Content starts

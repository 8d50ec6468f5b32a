//! Doctor command for system diagnostics
//!
//! Health checks covering everything the harness depends on: the engine
//! daemon, the downloaded model, local storage, and the network.

use crate::installer::ModelInstaller;
use crate::sdk::EngineClient;
use colored::Colorize;
use reqwest::Client;
use std::path::Path;
use std::time::Duration;

/// Health check result
#[derive(Debug, Clone, PartialEq, Eq)]
pub enum HealthStatus {
    Pass,
    Warn(String),
    Fail(String),
}

/// Individual health check
#[derive(Debug)]
pub struct HealthCheck {
    pub name: String,
    pub status: HealthStatus,
}

/// Doctor diagnostics system
pub struct Doctor<'a> {
    client: &'a EngineClient,
    installer: &'a ModelInstaller,
}

impl<'a> Doctor<'a> {
    /// Create a new doctor instance
    pub fn new(client: &'a EngineClient, installer: &'a ModelInstaller) -> Self {
        Self { client, installer }
    }

    /// Run all health checks
    pub async fn run_diagnostics(&self) -> Vec<HealthCheck> {
        let mut checks = Vec::new();

        checks.push(self.check_engine_api().await);
        checks.push(self.check_engine_model().await);
        checks.push(self.check_starter_model());
        checks.push(self.check_storage());
        checks.push(self.check_disk_space());
        checks.push(self.check_network().await);

        checks
    }

    /// Check 1: engine API reachable
    async fn check_engine_api(&self) -> HealthCheck {
        let status = if self.client.health_check().await {
            HealthStatus::Pass
        } else {
            HealthStatus::Fail(format!(
                "Engine not reachable at {}",
                self.client.base_url()
            ))
        };
        HealthCheck {
            name: "Engine API".to_string(),
            status,
        }
    }

    /// Check 2: configured model downloaded
    async fn check_engine_model(&self) -> HealthCheck {
        let status = if self.client.is_ready().await {
            HealthStatus::Pass
        } else {
            HealthStatus::Warn(format!(
                "Model '{}' not downloaded (run: modelbench download)",
                self.client.model()
            ))
        };
        HealthCheck {
            name: "Engine Model".to_string(),
            status,
        }
    }

    /// Check 3: starter model installed locally
    fn check_starter_model(&self) -> HealthCheck {
        let status = if self.installer.is_available() {
            HealthStatus::Pass
        } else {
            HealthStatus::Warn(
                "Starter model not installed (run: modelbench install)".to_string(),
            )
        };
        HealthCheck {
            name: "Starter Model".to_string(),
            status,
        }
    }

    /// Check 4: models directory writable
    fn check_storage(&self) -> HealthCheck {
        let dir = self.installer.models_dir();

        if !dir.exists() {
            return HealthCheck {
                name: "Storage".to_string(),
                status: HealthStatus::Fail(format!("{} does not exist", dir.display())),
            };
        }

        // Probe write permission with a throwaway file
        let probe = dir.join(".modelbench_probe");
        let status = match std::fs::write(&probe, b"probe") {
            Ok(_) => {
                let _ = std::fs::remove_file(&probe);
                HealthStatus::Pass
            }
            Err(e) => HealthStatus::Fail(format!("No write permission: {}", e)),
        };

        HealthCheck {
            name: "Storage".to_string(),
            status,
        }
    }

    /// Check 5: disk space under the models directory
    fn check_disk_space(&self) -> HealthCheck {
        use sysinfo::Disks;
        let disks = Disks::new_with_refreshed_list();

        let models_dir: &Path = self.installer.models_dir();

        let mut best_match: Option<(usize, u64)> = None;
        for disk in &disks {
            if models_dir.starts_with(disk.mount_point()) {
                let depth = disk.mount_point().components().count();
                if best_match.map(|(d, _)| depth > d).unwrap_or(true) {
                    best_match = Some((depth, disk.available_space()));
                }
            }
        }

        match best_match {
            Some((_, available)) => {
                let available_gb = available / (1024 * 1024 * 1024);
                let status = if available_gb < 1 {
                    HealthStatus::Fail(format!(
                        "Less than 1GB available ({} GB)",
                        available_gb
                    ))
                } else if available_gb < 5 {
                    HealthStatus::Warn(format!("Low disk space ({} GB available)", available_gb))
                } else {
                    HealthStatus::Pass
                };
                HealthCheck {
                    name: "Disk Space".to_string(),
                    status,
                }
            }
            None => HealthCheck {
                name: "Disk Space".to_string(),
                status: HealthStatus::Warn("Could not determine disk space".to_string()),
            },
        }
    }

    /// Check 6: external network reachability (best effort)
    async fn check_network(&self) -> HealthCheck {
        let client = Client::builder()
            .timeout(Duration::from_secs(5))
            .build()
            .unwrap_or_else(|_| Client::new());

        let test_urls = ["https://ollama.com", "https://www.cloudflare.com"];

        for url in test_urls {
            if let Ok(response) = client.get(url).send().await {
                if response.status().is_success() {
                    return HealthCheck {
                        name: "Network".to_string(),
                        status: HealthStatus::Pass,
                    };
                }
            }
        }

        // Offline use still works once models are downloaded
        HealthCheck {
            name: "Network".to_string(),
            status: HealthStatus::Warn("Cannot reach external networks".to_string()),
        }
    }

    /// Display diagnostics results
    pub fn display_results(checks: &[HealthCheck]) {
        println!("\n{}", "modelbench diagnostics".bold());
        println!("{}", "=".repeat(50));

        for check in checks {
            let line = match &check.status {
                HealthStatus::Pass => format!("{} PASS", "✓".green()),
                HealthStatus::Warn(msg) => format!("{} WARN: {}", "!".yellow(), msg),
                HealthStatus::Fail(msg) => format!("{} FAIL: {}", "✗".red(), msg),
            };
            println!("{:<16} {}", check.name, line);
        }

        println!();
    }

    /// Get overall health status
    pub fn overall_status(checks: &[HealthCheck]) -> bool {
        !checks.iter().any(|c| matches!(c.status, HealthStatus::Fail(_)))
    }
}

Content ends

Problem statement
Line by line, copy the data above exactly as it reads.

Your solution
repository 8d50ec6468f5b32a
//! Doctor command for system diagnostics
//!
//! Health checks covering everything the harness depends on: the engine
//! daemon, the downloaded model, local storage, and the network.

use crate::installer::ModelInstaller;
use crate::sdk::EngineClient;
use colored::Colorize;
use reqwest::Client;
use std::path::Path;
use std::time::Duration;

/// Health check result
#[derive(Debug, Clone, PartialEq, Eq)]
pub enum HealthStatus {
    Pass,
    Warn(String),
    Fail(String),
}

/// Individual health check
#[derive(Debug)]
pub struct HealthCheck {
    pub name: String,
    pub status: HealthStatus,
}

/// Doctor diagnostics system
pub struct Doctor<'a> {
    client: &'a EngineClient,
    installer: &'a ModelInstaller,
}

impl<'a> Doctor<'a> {
    /// Create a new doctor instance
    pub fn new(client: &'a EngineClient, installer: &'a ModelInstaller) -> Self {
        Self { client, installer }
    }

    /// Run all health checks
    pub async fn run_diagnostics(&self) -> Vec<HealthCheck> {
        let mut checks = Vec::new();

        checks.push(self.check_engine_api().await);
        checks.push(self.check_engine_model().await);
        checks.push(self.check_starter_model());
        checks.push(self.check_storage());
        checks.push(self.check_disk_space());
        checks.push(self.check_network().await);

        checks
    }

    /// Check 1: engine API reachable
    async fn check_engine_api(&self) -> HealthCheck {
        let status = if self.client.health_check().await {
            HealthStatus::Pass
        } else {
            HealthStatus::Fail(format!(
                "Engine not reachable at {}",
                self.client.base_url()
            ))
        };
        HealthCheck {
            name: "Engine API".to_string(),
            status,
        }
    }

    /// Check 2: configured model downloaded
    async fn check_engine_model(&self) -> HealthCheck {
        let status = if self.client.is_ready().await {
            HealthStatus::Pass
        } else {
            HealthStatus::Warn(format!(
                "Model '{}' not downloaded (run: modelbench download)",
                self.client.model()
            ))
        };
        HealthCheck {
            name: "Engine Model".to_string(),
            status,
        }
    }

    /// Check 3: starter model installed locally
    fn check_starter_model(&self) -> HealthCheck {
        let status = if self.installer.is_available() {
            HealthStatus::Pass
        } else {
            HealthStatus::Warn(
                "Starter model not installed (run: modelbench install)".to_string(),
            )
        };
        HealthCheck {
            name: "Starter Model".to_string(),
            status,
        }
    }

    /// Check 4: models directory writable
    fn check_storage(&self) -> HealthCheck {
        let dir = self.installer.models_dir();

        if !dir.exists() {
            return HealthCheck {
                name: "Storage".to_string(),
                status: HealthStatus::Fail(format!("{} does not exist", dir.display())),
            };
        }

        // Probe write permission with a throwaway file
        let probe = dir.join(".modelbench_probe");
        let status = match std::fs::write(&probe, b"probe") {
            Ok(_) => {
                let _ = std::fs::remove_file(&probe);
                HealthStatus::Pass
            }
            Err(e) => HealthStatus::Fail(format!("No write permission: {}", e)),
        };

        HealthCheck {
            name: "Storage".to_string(),
            status,
        }
    }

    /// Check 5: disk space under the models directory
    fn check_disk_space(&self) -> HealthCheck {
        use sysinfo::Disks;
        let disks = Disks::new_with_refreshed_list();

        let models_dir: &Path = self.installer.models_dir();

        let mut best_match: Option<(usize, u64)> = None;
        for disk in &disks {
            if models_dir.starts_with(disk.mount_point()) {
                let depth = disk.mount_point().components().count();
                if best_match.map(|(d, _)| depth > d).unwrap_or(true) {
                    best_match = Some((depth, disk.available_space()));
                }
            }
        }

        match best_match {
            Some((_, available)) => {
                let available_gb = available / (1024 * 1024 * 1024);
                let status = if available_gb < 1 {
                    HealthStatus::Fail(format!(
                        "Less than 1GB available ({} GB)",
                        available_gb
                    ))
                } else if available_gb < 5 {
                    HealthStatus::Warn(format!("Low disk space ({} GB available)", available_gb))
                } else {
                    HealthStatus::Pass
                };
                HealthCheck {
                    name: "Disk Space".to_string(),
                    status,
                }
            }
            None => HealthCheck {
                name: "Disk Space".to_string(),
                status: HealthStatus::Warn("Could not determine disk space".to_string()),
            },
        }
    }

    /// Check 6: external network reachability (best effort)
    async fn check_network(&self) -> HealthCheck {
        let client = Client::builder()
            .timeout(Duration::from_secs(5))
            .build()
            .unwrap_or_else(|_| Client::new());

        let test_urls = ["https://ollama.com", "https://www.cloudflare.com"];

        for url in test_urls {
            if let Ok(response) = client.get(url).send().await {
                if response.status().is_success() {
                    return HealthCheck {
                        name: "Network".to_string(),
                        status: HealthStatus::Pass,
                    };
                }
            }
        }

        // Offline use still works once models are downloaded
        HealthCheck {
            name: "Network".to_string(),
            status: HealthStatus::Warn("Cannot reach external networks".to_string()),
        }
    }

    /// Display diagnostics results
    pub fn display_results(checks: &[HealthCheck]) {
        println!("\n{}", "modelbench diagnostics".bold());
        println!("{}", "=".repeat(50));

        for check in checks {
            let line = match &check.status {
                HealthStatus::Pass => format!("{} PASS", "✓".green()),
                HealthStatus::Warn(msg) => format!("{} WARN: {}", "!".yellow(), msg),
                HealthStatus::Fail(msg) => format!("{} FAIL: {}", "✗".red(), msg),
            };
            println!("{:<16} {}", check.name, line);
        }

        println!();
    }

    /// Get overall health status
    pub fn overall_status(checks: &[HealthCheck]) -> bool {
        !checks.iter().any(|c| matches!(c.status, HealthStatus::Fail(_)))
    }
}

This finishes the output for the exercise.